Thursday, February 3, 2011
Charlie has had cataracts for a few years. Her hearing has deteriorated. She's lame and she's lost a lot of weight. But for the past few weeks my sweet 16 1/2 year old pup has also become increasingly restless. She paces around and around the house. She has trouble relaxing long enough to rest her weary bones. She is now getting herself stuck in corners of the house. She continues to have accidents and is having trouble negotiating the stairs. It's not that she can't climb them, rather it's as though she has forgotten how. The worst of it is, she doesn't seem to care whether or not we're even around her anymore. She stares into space, ignores our attention, and when we bring her outside, she doesn't seem to know what to do. I don't know what to do either.
Last Sunday I was at church. I was feeling restless too. I could not let go of the grief I felt for not only Charlie, but for a few dear people in my life who are also aging. I made it through the priest's homily but I knew I could not sing the offertory song. I decided I needed to take a walk downstairs.
In the church basement there is a shelf with CareNotes, little pamphlets of literature published by Abby Press which provide messages of hope to those who suffer. I found myself grabbing every pamphlet there was on the subject of grief. I even took duplicate copies of a few of them, thinking I could pass them on to a few people I know who are going through anticipatory grief like I am. After grabbing several pamphlets I went to the restroom. In that "room for one" I locked the door, slumped to the floor, read the first two pages of one pamphlet, and cried. Everything I was reading was relatable. I sat crying on the floor of the basement bathroom for a good 10 minutes. Then I pulled myself up, stuffed the pamphlets into my sweater (because for some reason I was embarrassed to carry the stack of them up for all to see), and I returned to the congregation upstairs.
This week has been emotionally tough as I have watched Charlie failing. Each day I have watched her pace and I have retrieved her from another corner. I have led her to her food and tonight I carried her upstairs. Earlier this evening I did some research online, and I came across an article on Canine Cognitive Disorder. Charlie seems to have all of the symptoms.

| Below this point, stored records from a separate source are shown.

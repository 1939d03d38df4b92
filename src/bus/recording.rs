//! Event recording buffer and recording files

use std::collections::VecDeque;
use std::fs;
use std::path::Path;

use serde::de::DeserializeOwned;
use serde::Serialize;
use serde_json::Value;
use tracing::{info, warn};

use crate::utils::atomic_write;

use super::BusError;

/// Bounded FIFO buffer; the oldest event is evicted when full
#[derive(Debug, Clone)]
pub struct RecordingBuffer<E> {
    events: VecDeque<E>,
    capacity: usize,
}

impl<E: Clone> RecordingBuffer<E> {
    /// A buffer holding at most `capacity` events; a capacity of zero
    /// holds one
    pub fn new(capacity: usize) -> Self {
        Self {
            events: VecDeque::with_capacity(capacity.min(1024)),
            capacity: capacity.max(1),
        }
    }

    pub fn push(&mut self, event: E) {
        if self.events.len() == self.capacity {
            self.events.pop_front();
        }
        self.events.push_back(event);
    }

    /// Take every buffered event, leaving the buffer empty
    pub fn drain(&mut self) -> Vec<E> {
        self.events.drain(..).collect()
    }

    pub fn len(&self) -> usize {
        self.events.len()
    }

    pub fn is_empty(&self) -> bool {
        self.events.is_empty()
    }

    pub fn capacity(&self) -> usize {
        self.capacity
    }
}

/// Write events to `path` as a pretty JSON array
pub fn save_events<E: Serialize>(events: &[E], path: &Path) -> Result<(), BusError> {
    let json = serde_json::to_string_pretty(events)?;
    atomic_write(path, &json)?;
    info!(count = events.len(), path = %path.display(), "saved events");
    Ok(())
}

/// Read events saved by `save_events`
///
/// Entries that no longer parse (e.g. unknown kinds) are logged and
/// skipped.
pub fn load_events<E: DeserializeOwned>(path: &Path) -> Result<Vec<E>, BusError> {
    let content = fs::read_to_string(path)?;
    let items: Vec<Value> = serde_json::from_str(&content)?;

    let mut events = Vec::with_capacity(items.len());
    for (index, item) in items.into_iter().enumerate() {
        match serde_json::from_value(item) {
            Ok(event) => events.push(event),
            Err(e) => warn!(index, error = %e, "skipping unreadable recorded event"),
        }
    }

    info!(count = events.len(), path = %path.display(), "loaded events");
    Ok(events)
}
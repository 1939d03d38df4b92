//! Event Store Module for Event Sourcing
//!
//! - `EventStore`: append-only log with in-memory indices and subscribers
//! - `SnapshotManager`: per-aggregate state snapshots
//! - `EventStoreStats`: counts and sizes
//! - `export_events`: JSON, JSONL, and CSV output
//!
//! # Architecture
//!
//! ```text
//! Write Path:
//! ┌─────────┐    ┌─────────────┐    ┌──────────────┐    ┌─────────────┐
//! │ command │───►│ append to   │───►│ index in     │───►│ notify      │
//! │ / ingest│    │ events.jsonl│    │ memory       │    │ subscribers │
//! └─────────┘    └─────────────┘    └──────────────┘    └─────────────┘
//!
//! Rebuild Path:
//! ┌────────────────────────┐    ┌──────────────────────┐
//! │ latest snapshot        │───►│ replay aggregate     │───► state
//! │ snapshots/<agg>.jsonl  │    │ events after it      │
//! └────────────────────────┘    └──────────────────────┘
//! ```

mod export;
mod snapshot;
mod stats;
mod store;

pub use export::{export_events, ExportFormat, CSV_COLUMNS};
pub use snapshot::{Snapshot, SnapshotManager};
pub use stats::EventStoreStats;
pub use store::{
    EventFilter, EventStore, EventStoreConfig, EventStoreError, EventStoreResult, Subscriber,
    SubscriptionId,
};
//! Ordered event-kind pattern search

use std::collections::HashMap;

use chrono::Duration;
use rayon::prelude::*;

use crate::types::{Event, EventType};

/// Start positions above this count are scanned in parallel
const PARALLEL_SEARCH_THRESHOLD: usize = 1000;

/// Find every group of events matching `kinds` in order within `within`
///
/// For each event of `kinds[0]`, the earliest later event of each
/// following kind is taken in turn, which gives the tightest group for
/// that start. A group is kept when its last event is at most `within`
/// after its first, and when no other group lies strictly inside it:
/// of the groups ending on the same event only the latest start
/// survives. `events` must be ascending by sequence; results are ordered
/// by their first event.
pub fn find_pattern(events: &[Event], kinds: &[EventType], within: Duration) -> Vec<Vec<Event>> {
    let Some((&first_kind, rest)) = kinds.split_first() else {
        return Vec::new();
    };

    let mut positions: HashMap<EventType, Vec<usize>> = HashMap::new();
    for (index, event) in events.iter().enumerate() {
        positions.entry(event.event_type()).or_default().push(index);
    }

    let Some(starts) = positions.get(&first_kind) else {
        return Vec::new();
    };

    let match_from = |&start: &usize| -> Option<Vec<usize>> {
        let mut indices = Vec::with_capacity(kinds.len());
        indices.push(start);

        let mut last = start;
        for kind in rest {
            let candidates = positions.get(kind)?;
            let next = candidates.partition_point(|&p| p <= last);
            last = *candidates.get(next)?;
            indices.push(last);
        }

        let span = events[last].timestamp() - events[start].timestamp();
        if span > within {
            return None;
        }
        Some(indices)
    };

    let groups: Vec<Vec<usize>> = if starts.len() > PARALLEL_SEARCH_THRESHOLD {
        starts.par_iter().filter_map(match_from).collect()
    } else {
        starts.iter().filter_map(match_from).collect()
    };

    // ends never decrease as starts advance, so groups sharing an end are adjacent
    groups
        .iter()
        .enumerate()
        .filter(|(i, group)| {
            groups
                .get(i + 1)
                .map_or(true, |next| next.last() != group.last())
        })
        .map(|(_, group)| group.iter().map(|&i| events[i].clone()).collect())
        .collect()
}

#[cfg(test)]
mod tests {
    use super::*;
    use crate::types::{
        EventPayload, SceneSwitchedData, StreamStartedData, StreamStoppedData,
    };
    use chrono::{DateTime, TimeZone, Utc};

    fn t(seconds: i64) -> DateTime<Utc> {
        Utc.with_ymd_and_hms(2024, 3, 1, 12, 0, 0).unwrap() + Duration::seconds(seconds)
    }

    fn switch(at: i64) -> Event {
        Event::new(
            "obs_system",
            EventPayload::SceneSwitched(SceneSwitchedData {
                from_scene: "A".to_string(),
                to_scene: "B".to_string(),
                transition_type: None,
                transition_duration: None,
            }),
        )
        .with_timestamp(t(at))
    }

    fn start(at: i64) -> Event {
        Event::new("stream", EventPayload::StreamStarted(StreamStartedData::default()))
            .with_timestamp(t(at))
    }

    fn stop(at: i64) -> Event {
        Event::new("stream", EventPayload::StreamStopped(StreamStoppedData::default()))
            .with_timestamp(t(at))
    }

    const PATTERN: [EventType; 2] = [EventType::SceneSwitched, EventType::StreamStarted];

    #[test]
    fn test_match_within_window() {
        let events = vec![switch(0), start(5)];
        let matches = find_pattern(&events, &PATTERN, Duration::seconds(10));
        assert_eq!(matches.len(), 1);
        assert_eq!(matches[0], events);
    }

    #[test]
    fn test_no_match_outside_window() {
        let events = vec![switch(0), start(15)];
        assert!(find_pattern(&events, &PATTERN, Duration::seconds(10)).is_empty());
    }

    #[test]
    fn test_intervening_events_are_skipped() {
        let events = vec![switch(0), stop(1), start(2)];
        let matches = find_pattern(&events, &PATTERN, Duration::seconds(10));
        assert_eq!(matches.len(), 1);
        assert_eq!(matches[0][1].id(), events[2].id());
    }

    #[test]
    fn test_only_tightest_group_per_end() {
        let events = vec![switch(0), switch(1), start(2)];
        let matches = find_pattern(&events, &PATTERN, Duration::seconds(10));
        assert_eq!(matches.len(), 1);
        assert_eq!(matches[0][0].id(), events[1].id());
        assert_eq!(matches[0][1].id(), events[2].id());
    }

    #[test]
    fn test_enclosing_group_dropped_for_longer_patterns() {
        let events = vec![switch(0), stop(1), switch(2), stop(3), start(4)];
        let kinds = [EventType::SceneSwitched, EventType::StreamStopped, EventType::StreamStarted];
        let matches = find_pattern(&events, &kinds, Duration::seconds(10));
        assert_eq!(matches.len(), 1);
        let ids: Vec<_> = matches[0].iter().map(|e| e.id()).collect();
        assert_eq!(ids, vec![events[2].id(), events[3].id(), events[4].id()]);
    }

    #[test]
    fn test_adjacent_groups_with_distinct_ends_kept() {
        let events = vec![switch(0), start(1), switch(2), start(3)];
        let matches = find_pattern(&events, &PATTERN, Duration::seconds(10));
        assert_eq!(matches.len(), 2);
        assert_eq!(matches[0][1].id(), events[1].id());
        assert_eq!(matches[1][0].id(), events[2].id());
    }

    #[test]
    fn test_order_is_required() {
        let events = vec![start(0), switch(1)];
        assert!(find_pattern(&events, &PATTERN, Duration::seconds(10)).is_empty());
        assert!(find_pattern(&events, &[], Duration::seconds(10)).is_empty());
    }

    #[test]
    fn test_parallel_scan_keeps_order() {
        let mut events = Vec::new();
        for i in 0..1500 {
            events.push(switch(i * 2));
            events.push(start(i * 2 + 1));
        }

        let matches = find_pattern(&events, &PATTERN, Duration::seconds(1));
        assert_eq!(matches.len(), 1500);
        for (i, group) in matches.iter().enumerate() {
            assert_eq!(group[0].id(), events[i * 2].id());
        }
    }
}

Maybe the vet will suggest some medication. Maybe there is hope to bring Charlie back to normal or to at least bring her greater comfort. As for me, I'll continue reading my CareNotes. They reassure me that I'm not alone in my sorrow and in my fear and uncertainty of what the future will bring.
If you ever need a similar reminder, visit this website www.onecaringplace.com or ask me to snag a few of the CareNotes for you at church. I know where they are. And I'm good at smuggling them in my sweater without detection. Trust me. I'm calling the vet tomorrow. Wish me luck. No, wait. Save the luck for Charlie.